£120k Salary Tax Planning: Maximize Take-Home Pay
At £120k, you have almost no personal allowance. See how pension contributions can save you £12,000+ in tax.
Understanding This Scenario
At £120,000, the tax trap has erased almost all of your personal allowance. With £20,000 over the £100k threshold, you've lost £10,000 of allowance (leaving just £2,570).
You're paying 60% effective tax on that entire £20,000 - that's £12,000 in extra tax compared to someone who kept their income at or below £100k.
Optimization Strategy
Strategy: Significant Pension Contribution
At this income level, pension contributions become extremely tax-efficient: - Contribute £20,000 via salary sacrifice to drop below £100k - Restore your full £12,570 personal allowance - Tax saving: approximately £12,000 - Plus 2% NI saving on the full amount
Even a partial contribution helps. Each £2 contributed restores £1 of personal allowance.
Consider: - Annual allowance for pension is £60,000 (2025-26) - If you can't contribute £20k, even £10k saves £6,000
Frequently Asked Questions
What's my effective tax rate at £120k?
Your marginal rate on income between £100k-£125k is effectively 60% (40% income tax + loss of personal allowance worth 20%). Above £125,140, it drops to 47% (45% + 2% NI).

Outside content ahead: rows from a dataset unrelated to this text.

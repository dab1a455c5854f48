use argon2::{
    password_hash::{PasswordHash, PasswordHasher, PasswordVerifier, SaltString},
    Argon2,
};
use rand::rngs::OsRng;
use tracing::error;

pub const MIN_PASSWORD_LEN: usize = 6;

/// Length rule for passwords chosen at signup or on profile update.
/// Returns the field message when `plain` is too short.
pub fn check_password_policy(plain: &str) -> Option<String> {
    (plain.chars().count() < MIN_PASSWORD_LEN).then(|| {
        format!("Ensure this field has at least {MIN_PASSWORD_LEN} characters.")
    })
}

fn argon2_failure(op: &str, e: argon2::password_hash::Error) -> anyhow::Error {
    error!(error = %e, op, "argon2 failure");
    anyhow::anyhow!("{op}: {e}")
}

pub fn hash_password(plain: &str) -> anyhow::Result<String> {
    let salt = SaltString::generate(&mut OsRng);
    Argon2::default()
        .hash_password(plain.as_bytes(), &salt)
        .map(|hash| hash.to_string())
        .map_err(|e| argon2_failure("hash password", e))
}

/// `Ok(false)` on mismatch; `Err` only when the stored hash is unreadable.
pub fn verify_password(plain: &str, hash: &str) -> anyhow::Result<bool> {
    let parsed = PasswordHash::new(hash).map_err(|e| argon2_failure("parse hash", e))?;
    Ok(Argon2::default()
        .verify_password(plain.as_bytes(), &parsed)
        .is_ok())
}

#[cfg(test)]
mod tests {
    use super::*;

    #[test]
    fn hash_is_salted_and_verifiable() {
        let first = hash_password("testing1234").expect("hashing should succeed");
        let second = hash_password("testing1234").expect("hashing should succeed");
        assert_ne!(first, second);
        assert!(!first.contains("testing1234"));
        assert!(verify_password("testing1234", &first).expect("verify should succeed"));
    }

    #[test]
    fn verify_rejects_wrong_password() {
        let hash = hash_password("testing1234").expect("hashing should succeed");
        assert!(!verify_password("wrong", &hash).expect("verify should not error"));
    }

    #[test]
    fn verify_errors_on_malformed_hash() {
        assert!(verify_password("anything", "not-a-valid-hash").is_err());
    }

    #[test]
    fn policy_requires_minimum_length() {
        assert_eq!(
            check_password_policy("pw").as_deref(),
            Some("Ensure this field has at least 6 characters.")
        );
        assert!(check_password_policy("sixsix").is_none());
        // counted in characters, not bytes
        assert!(check_password_policy("ééééé").is_some());
    }
}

How much should I contribute to my pension at £120k?
To fully escape the tax trap, contribute £20,000 (reducing taxable income to £100k). This saves approximately £12,000 in tax. Even partial contributions are highly tax-efficient.
What if I already contribute to a workplace pension?
Your workplace contributions count toward reducing taxable income. If you're already contributing 5%, that's £6,000 at £120k salary, leaving £14,000 more needed to reach £100k taxable income.